Required work ->
Every line of the data below that holds the string "Some" needs to be reported.

Data for analysis ->
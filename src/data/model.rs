//! Domain Model Module
//! Observation rows, metric kinds and entity categories of the canonical table.

use chrono::NaiveDate;
use std::collections::HashSet;
use std::fmt;

/// Amounts are reported in units and displayed in millions.
pub const AMOUNT_SCALE: f64 = 1_000_000.0;

/// Round to `decimals` places, ties to even.
pub fn round_decimals(value: f64, decimals: i32) -> f64 {
    let factor = 10f64.powi(decimals);
    (value * factor).round_ties_even() / factor
}

/// Metric kind reported in the `p_type` column.
#[derive(Debug, Clone, PartialEq, Eq, Hash)]
pub enum ValueType {
    Rate,
    Amount,
    Operations,
    /// Unrecognized `p_type` text, kept verbatim.
    Other(String),
}

impl ValueType {
    /// Resolve a raw `p_type` cell. Accepts the Spanish source vocabulary and
    /// the English names, case-insensitive.
    pub fn parse(raw: &str) -> Self {
        match raw.trim().to_lowercase().as_str() {
            "tasa" | "rate" => ValueType::Rate,
            "monto" | "amount" => ValueType::Amount,
            "operaciones" | "operations" => ValueType::Operations,
            _ => ValueType::Other(raw.trim().to_string()),
        }
    }

    /// Y-axis label for the evolution chart.
    pub fn axis_label(&self) -> &'static str {
        match self {
            ValueType::Rate => "Tasa (%)",
            ValueType::Amount => "Monto (en millones)",
            ValueType::Operations => "Operaciones (unidades)",
            ValueType::Other(_) => "Valor",
        }
    }

    /// Display transform applied to a raw value of this kind.
    pub fn transform(&self, value: f64) -> f64 {
        match self {
            ValueType::Rate => round_decimals(value, 2),
            ValueType::Amount => round_decimals(value / AMOUNT_SCALE, 2),
            ValueType::Operations => round_decimals(value, 0),
            ValueType::Other(_) => value,
        }
    }

    pub fn display_name(&self) -> &str {
        match self {
            ValueType::Rate => "tasa",
            ValueType::Amount => "monto",
            ValueType::Operations => "operaciones",
            ValueType::Other(raw) => raw,
        }
    }
}

impl fmt::Display for ValueType {
    fn fmt(&self, f: &mut fmt::Formatter<'_>) -> fmt::Result {
        f.write_str(self.display_name())
    }
}

/// Entity classification derived from the name prefix.
#[derive(Debug, Clone, Copy, PartialEq, Eq, Hash)]
pub enum EntityCategory {
    Bank,
    Cooperative,
    Other,
}

impl EntityCategory {
    pub const ALL: [EntityCategory; 3] = [
        EntityCategory::Bank,
        EntityCategory::Cooperative,
        EntityCategory::Other,
    ];

    /// Exact, case-sensitive two-character prefix match; no trimming.
    pub fn classify(entity_name: &str) -> Self {
        if entity_name.starts_with("B.") {
            EntityCategory::Bank
        } else if entity_name.starts_with("C.") {
            EntityCategory::Cooperative
        } else {
            EntityCategory::Other
        }
    }

    pub fn display_name(&self) -> &'static str {
        match self {
            EntityCategory::Bank => "Banco",
            EntityCategory::Cooperative => "Cooperativa",
            EntityCategory::Other => "Otro",
        }
    }
}

/// Column the ranking table is ordered by.
#[derive(Debug, Clone, Copy, PartialEq, Eq, Default)]
pub enum SortColumn {
    #[default]
    Rate,
    Amount,
    Operations,
}

impl SortColumn {
    pub const ALL: [SortColumn; 3] = [SortColumn::Rate, SortColumn::Amount, SortColumn::Operations];

    pub fn display_name(&self) -> &'static str {
        match self {
            SortColumn::Rate => "Tasa",
            SortColumn::Amount => "Monto",
            SortColumn::Operations => "Operaciones",
        }
    }
}

/// One reported value for an entity/product/metric/date.
#[derive(Debug, Clone, PartialEq)]
pub struct Observation {
    pub entity_name: String,
    pub product_name: String,
    pub p_type: ValueType,
    pub date_field: NaiveDate,
    /// `None` when the source cell was blank.
    pub value: Option<f64>,
    /// Always `EntityCategory::classify(&entity_name)`.
    pub entity_category: EntityCategory,
}

impl Observation {
    pub fn new(
        entity_name: impl Into<String>,
        product_name: impl Into<String>,
        p_type: ValueType,
        date_field: NaiveDate,
        value: Option<f64>,
    ) -> Self {
        let entity_name = entity_name.into();
        let entity_category = EntityCategory::classify(&entity_name);
        Self {
            entity_name,
            product_name: product_name.into(),
            p_type,
            date_field,
            value,
            entity_category,
        }
    }
}

/// Unified, validated set of all observations. Read-only once built.
#[derive(Debug, Clone, Default)]
pub struct CanonicalTable {
    rows: Vec<Observation>,
}

impl CanonicalTable {
    pub fn new(rows: Vec<Observation>) -> Self {
        Self { rows }
    }

    pub fn rows(&self) -> &[Observation] {
        &self.rows
    }

    pub fn len(&self) -> usize {
        self.rows.len()
    }

    pub fn is_empty(&self) -> bool {
        self.rows.is_empty()
    }

    pub fn min_date(&self) -> Option<NaiveDate> {
        self.rows.iter().map(|r| r.date_field).min()
    }

    pub fn max_date(&self) -> Option<NaiveDate> {
        self.rows.iter().map(|r| r.date_field).max()
    }

    /// Distinct dates, ascending.
    pub fn dates(&self) -> Vec<NaiveDate> {
        let mut dates: Vec<NaiveDate> = self.rows.iter().map(|r| r.date_field).collect();
        dates.sort_unstable();
        dates.dedup();
        dates
    }

    /// Distinct entity names whose category is selected, in first-seen order.
    pub fn entities_in(&self, categories: &[EntityCategory]) -> Vec<String> {
        unique_in_order(
            self.rows
                .iter()
                .filter(|r| categories.contains(&r.entity_category))
                .map(|r| r.entity_name.as_str()),
        )
    }

    /// Distinct product names, in first-seen order.
    pub fn products(&self) -> Vec<String> {
        unique_in_order(self.rows.iter().map(|r| r.product_name.as_str()))
    }

    /// Distinct metric kinds, in first-seen order.
    pub fn value_types(&self) -> Vec<ValueType> {
        let mut seen = Vec::new();
        for row in &self.rows {
            if !seen.contains(&row.p_type) {
                seen.push(row.p_type.clone());
            }
        }
        seen
    }
}

fn unique_in_order<'a>(values: impl Iterator<Item = &'a str>) -> Vec<String> {
    let mut seen = HashSet::new();
    values
        .filter(|v| seen.insert(*v))
        .map(str::to_string)
        .collect()
}

#[cfg(test)]
mod tests {
    use super::*;

    fn date(y: i32, m: u32, d: u32) -> NaiveDate {
        NaiveDate::from_ymd_opt(y, m, d).unwrap()
    }

    #[test]
    fn classifies_entities_by_prefix() {
        assert_eq!(EntityCategory::classify("B.Pichincha"), EntityCategory::Bank);
        assert_eq!(EntityCategory::classify("C.Policia"), EntityCategory::Cooperative);
        assert_eq!(EntityCategory::classify("X.Other"), EntityCategory::Other);
    }

    #[test]
    fn classification_is_case_sensitive_and_untrimmed() {
        assert_eq!(EntityCategory::classify("b.Pichincha"), EntityCategory::Other);
        assert_eq!(EntityCategory::classify(" B.Pichincha"), EntityCategory::Other);
        assert_eq!(EntityCategory::classify("B"), EntityCategory::Other);
        assert_eq!(EntityCategory::classify("BC.Mixed"), EntityCategory::Other);
    }

    #[test]
    fn parses_value_types_from_either_vocabulary() {
        assert_eq!(ValueType::parse("Tasa"), ValueType::Rate);
        assert_eq!(ValueType::parse("amount"), ValueType::Amount);
        assert_eq!(ValueType::parse(" OPERACIONES "), ValueType::Operations);
        assert_eq!(
            ValueType::parse("plazo"),
            ValueType::Other("plazo".to_string())
        );
        assert_eq!(ValueType::parse("plazo").axis_label(), "Valor");
    }

    #[test]
    fn transforms_scale_and_round_per_kind() {
        assert_eq!(ValueType::Amount.transform(2_345_678.0), 2.35);
        assert_eq!(ValueType::Rate.transform(5.555), 5.56);
        assert_eq!(ValueType::Operations.transform(1234.4), 1234.0);
        assert_eq!(ValueType::Other("x".into()).transform(1.23456), 1.23456);
    }

    #[test]
    fn observation_derives_category_on_construction() {
        let obs = Observation::new("C.Jep", "Consumo", ValueType::Rate, date(2024, 1, 1), Some(1.0));
        assert_eq!(obs.entity_category, EntityCategory::Cooperative);
    }

    #[test]
    fn table_selector_helpers() {
        let table = CanonicalTable::new(vec![
            Observation::new("C.Jep", "Consumo", ValueType::Rate, date(2024, 2, 1), Some(1.0)),
            Observation::new("B.Guayaquil", "Vivienda", ValueType::Amount, date(2024, 1, 1), None),
            Observation::new("C.Jep", "Vivienda", ValueType::Rate, date(2024, 2, 1), Some(2.0)),
            Observation::new("Mutualista", "Consumo", ValueType::Operations, date(2024, 3, 1), None),
        ]);

        assert_eq!(table.min_date(), Some(date(2024, 1, 1)));
        assert_eq!(table.max_date(), Some(date(2024, 3, 1)));
        assert_eq!(
            table.dates(),
            vec![date(2024, 1, 1), date(2024, 2, 1), date(2024, 3, 1)]
        );
        assert_eq!(
            table.entities_in(&[EntityCategory::Cooperative, EntityCategory::Bank]),
            vec!["C.Jep".to_string(), "B.Guayaquil".to_string()]
        );
        assert_eq!(table.products(), vec!["Consumo".to_string(), "Vivienda".to_string()]);
        assert_eq!(
            table.value_types(),
            vec![ValueType::Rate, ValueType::Amount, ValueType::Operations]
        );
    }
}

Exercise solution ->
        let obs = Observation::new("C.Jep", "Consumo", ValueType::Rate, date(2024, 1, 1), Some(1.0));
            Observation::new("C.Jep", "Consumo", ValueType::Rate, date(2024, 2, 1), Some(1.0)),
            Observation::new("C.Jep", "Vivienda", ValueType::Rate, date(2024, 2, 1), Some(2.0)),
        assert_eq!(table.min_date(), Some(date(2024, 1, 1)));
        assert_eq!(table.max_date(), Some(date(2024, 3, 1)));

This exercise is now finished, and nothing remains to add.